:: Collected data ::
********

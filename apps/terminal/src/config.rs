use std::{
    fs,
    path::{Path, PathBuf},
};

use anyhow::{bail, Context};
use serde::Deserialize;
use url::Url;

pub const SETTINGS_FILE: &str = "cart.toml";

#[derive(Debug, Clone, PartialEq, Eq)]
pub struct ClientSettings {
    pub store_url: String,
}

impl Default for ClientSettings {
    fn default() -> Self {
        Self {
            store_url: "http://localhost:3000".into(),
        }
    }
}

#[derive(Debug, Default, Deserialize)]
struct FileSettings {
    store_url: Option<String>,
}

/// Defaults, then the settings file, then the environment. An explicitly
/// named file must exist; the default one is optional.
pub fn load_settings(config_path: Option<&Path>) -> anyhow::Result<ClientSettings> {
    let mut settings = ClientSettings::default();

    let path = config_path
        .map(Path::to_path_buf)
        .unwrap_or_else(|| PathBuf::from(SETTINGS_FILE));
    match fs::read_to_string(&path) {
        Ok(raw) => apply_file_settings(&mut settings, &raw)
            .with_context(|| format!("invalid settings file '{}'", path.display()))?,
        Err(err) if config_path.is_some() => {
            return Err(err).with_context(|| format!("failed to read '{}'", path.display()));
        }
        Err(_) => {}
    }
    apply_env_overrides(&mut settings, |key| std::env::var(key).ok());
    settings.store_url = validate_store_url(&settings.store_url)?;

    Ok(settings)
}

pub(crate) fn apply_file_settings(settings: &mut ClientSettings, raw: &str) -> anyhow::Result<()> {
    let file_cfg: FileSettings = toml::from_str(raw)?;
    if let Some(v) = file_cfg.store_url {
        settings.store_url = v;
    }
    Ok(())
}

pub(crate) fn apply_env_overrides(
    settings: &mut ClientSettings,
    var: impl Fn(&str) -> Option<String>,
) {
    if let Some(v) = var("CART_STORE_URL") {
        settings.store_url = v;
    }
    if let Some(v) = var("APP__STORE_URL") {
        settings.store_url = v;
    }
}

/// Accepts absolute http(s) URLs only; returns them without a trailing slash.
pub fn validate_store_url(raw: &str) -> anyhow::Result<String> {
    let url = Url::parse(raw.trim()).with_context(|| format!("invalid store url '{raw}'"))?;
    if !matches!(url.scheme(), "http" | "https") {
        bail!("store url must start with http:// or https://, got '{raw}'");
    }
    if url.host_str().is_none() {
        bail!("store url '{raw}' has no host");
    }
    Ok(url.as_str().trim_end_matches('/').to_string())
}

#[cfg(test)]
mod tests {
    use super::*;
    use std::collections::HashMap;

    #[test]
    fn defaults_to_local_store() {
        assert_eq!(ClientSettings::default().store_url, "http://localhost:3000");
    }

    #[test]
    fn env_overrides_file() {
        let mut settings = ClientSettings::default();
        apply_file_settings(&mut settings, r#"store_url = "http://files:3000""#).expect("parse");
        assert_eq!(settings.store_url, "http://files:3000");

        let vars = HashMap::from([("APP__STORE_URL", "http://env:4000")]);
        apply_env_overrides(&mut settings, |key| vars.get(key).map(|v| v.to_string()));
        assert_eq!(settings.store_url, "http://env:4000");
    }

    #[test]
    fn explicit_missing_file_is_an_error() {
        let missing = std::env::temp_dir().join("cart_terminal_missing_settings.toml");
        assert!(load_settings(Some(&missing)).is_err());
    }

    #[test]
    fn validates_store_url() {
        assert_eq!(
            validate_store_url("http://localhost:3000/").expect("valid"),
            "http://localhost:3000"
        );
        assert!(validate_store_url("ftp://localhost").is_err());
        assert!(validate_store_url("localhost:3000").is_err());
    }
}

********

:: Brief ::
Reproduce each line of the records in which the word "crate" appears.

:: Solved problem ::
pub(crate) fn apply_file_settings(settings: &mut ClientSettings, raw: &str) -> anyhow::Result<()> {
pub(crate) fn apply_env_overrides(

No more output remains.